Prosecutors' Interviews with Crown Witnesses: A Socio-Legal and Comparative Analysis

Lead Research Organisation: University of Nottingham
Department Name: Sch of Law

Abstract

Prosecution barristers traditionally do not speak to complainants and other prosecution witnesses in England and Wales. Fears of being accused of 'coaching' a witness to testify at trial have precluded virtually all direct contact between prosecution counsel and the witnesses (including victims) whom prosecution counsel will call and examine in-chief in court. A similar approach was extended to Crown Prosecutors when the Crown Prosecution Service (CPS) was created in 1986. For the first decade of the CPS's existence, prosecutors remained detached and possibly even aloof from those called to testify by the prosecution at trial. This is in striking contrast to the much closer relationship enjoyed by the accused with his solicitor and (in a somewhat more attenuated sense) with his barrister at court.

In recent times, and for various reasons, prosecutors' detachment from complainants and other Crown witnesses has come to seem inappropriate and illogical. Part of the impetus for a closer relationship comes from the Government's policy of 'placing victims at the heart of the criminal justice system', and specifically of providing victims with more information about the progress of their case, court familiarisation visits to explain the mechanics of the judicial process, and support and reassurance. A related set of initiatives has produced 'special measures' to assist vulnerable and intimidated witnesses to testify in court, requiring prosecutors to try to assess witnesses' needs in anticipation of the trial and to arrange appropriate provision. A third raft of proposals and organisational changes is focused on 'building up prosecution cases' through more proactive styles of prosecution, including efforts to procure more and better witness evidence.

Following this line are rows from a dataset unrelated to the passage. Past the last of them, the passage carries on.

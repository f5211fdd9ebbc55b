//! Luminance conversion.

use crate::raster::{RasterBuffer, CHANNELS};

/// Red weight of the luminance sum, in thousandths.
const WEIGHT_R: u32 = 299;
/// Green weight of the luminance sum, in thousandths.
const WEIGHT_G: u32 = 587;
/// Blue weight of the luminance sum, in thousandths.
const WEIGHT_B: u32 = 114;

/// Luminance of one RGB triple: `R*0.299 + G*0.587 + B*0.114`, truncated to `u8`.
///
/// The weights are applied in fixed point (thousandths) so that truncation is
/// exact: a uniform gray `c` maps back to `c`, and pure white stays at 255
/// instead of drifting to 254 through floating point rounding.
///
/// # Examples
///
/// ```rust
/// use sobel_bench::luminance;
///
/// assert_eq!(luminance(255, 255, 255), 255);
/// assert_eq!(luminance(100, 100, 100), 100);
/// assert_eq!(luminance(255, 0, 0), 76);
/// ```
#[inline]
pub fn luminance(r: u8, g: u8, b: u8) -> u8 {
    let weighted = WEIGHT_R * r as u32 + WEIGHT_G * g as u32 + WEIGHT_B * b as u32;
    // Weights sum to 1000, so the quotient never exceeds 255.
    (weighted / 1000) as u8
}

/// Converts an RGBA buffer to grayscale.
///
/// The input buffer is consumed and returned with the luminance of every pixel
/// written to its R, G and B channels. Alpha is left untouched.
///
/// # Panics
///
/// Panics if the pixel length invariant of the buffer does not hold.
///
/// # Examples
///
/// ```rust
/// use sobel_bench::{grayscale, RasterBuffer};
///
/// let rgba = RasterBuffer::new(1, 1, vec![255, 0, 0, 7]).unwrap();
/// let gray = grayscale(rgba);
/// assert_eq!(gray.pixels(), &[76, 76, 76, 7]);
/// ```
pub fn grayscale(mut buffer: RasterBuffer) -> RasterBuffer {
    buffer.assert_invariant();
    debug!(
        "grayscale {}x{} raster",
        buffer.width(),
        buffer.height()
    );

    for px in buffer.pixels_mut().chunks_exact_mut(CHANNELS) {
        let y = luminance(px[0], px[1], px[2]);
        px[0] = y;
        px[1] = y;
        px[2] = y;
    }
    buffer
}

Pre-trial witness interviewing reinforces all three of these overlapping initiatives, but especially the third. It is explicitly conceived as an evidentiary, if not strictly an evidence-gathering, procedure in that it is supposed to help the prosecutor to examine the witness' evidence (and her credibility as a witness) more directly, and thereby facilitate better informed decisions about the progress (or non-progression) of the case. The Attorney-General and the Director of Public Prosecutions (DPP) are both on record as firm proponents of PTWI. However, it is recognised that PTWI represents a significant departure from legal orthodoxy in England and Wales, and that there may be considerable cultural opposition to its introduction in certain quarters of the legal establishment. Rather than progress immediately to full national roll-out, it was consequently decided to proceed cautiously, by conducting an Evaluation Pilot in four CPS Areas in the north-west of England. This was conducted in 2006, and is now undergoing evaluation.

In policy terms, we still need to know: What are the theoretical and actual benefits of PTWI? What are the risks, and how could they be eliminated or ameliorated? And ultimately, on balance, is PTWI a desirable initiative, or not? Utilising a body of unique empirical information, this study will seek to shed light on these urgent questions for criminal justice policymaking, as well as on their broader ramifications for theorising contemporary criminal procedure in England and Wales.

In seeking to place this major procedural innovation in its institutional, professional-cultural and comparative law contexts, the project will also make significant contributions to socio-legal research and comparative legal scholarship on criminal process.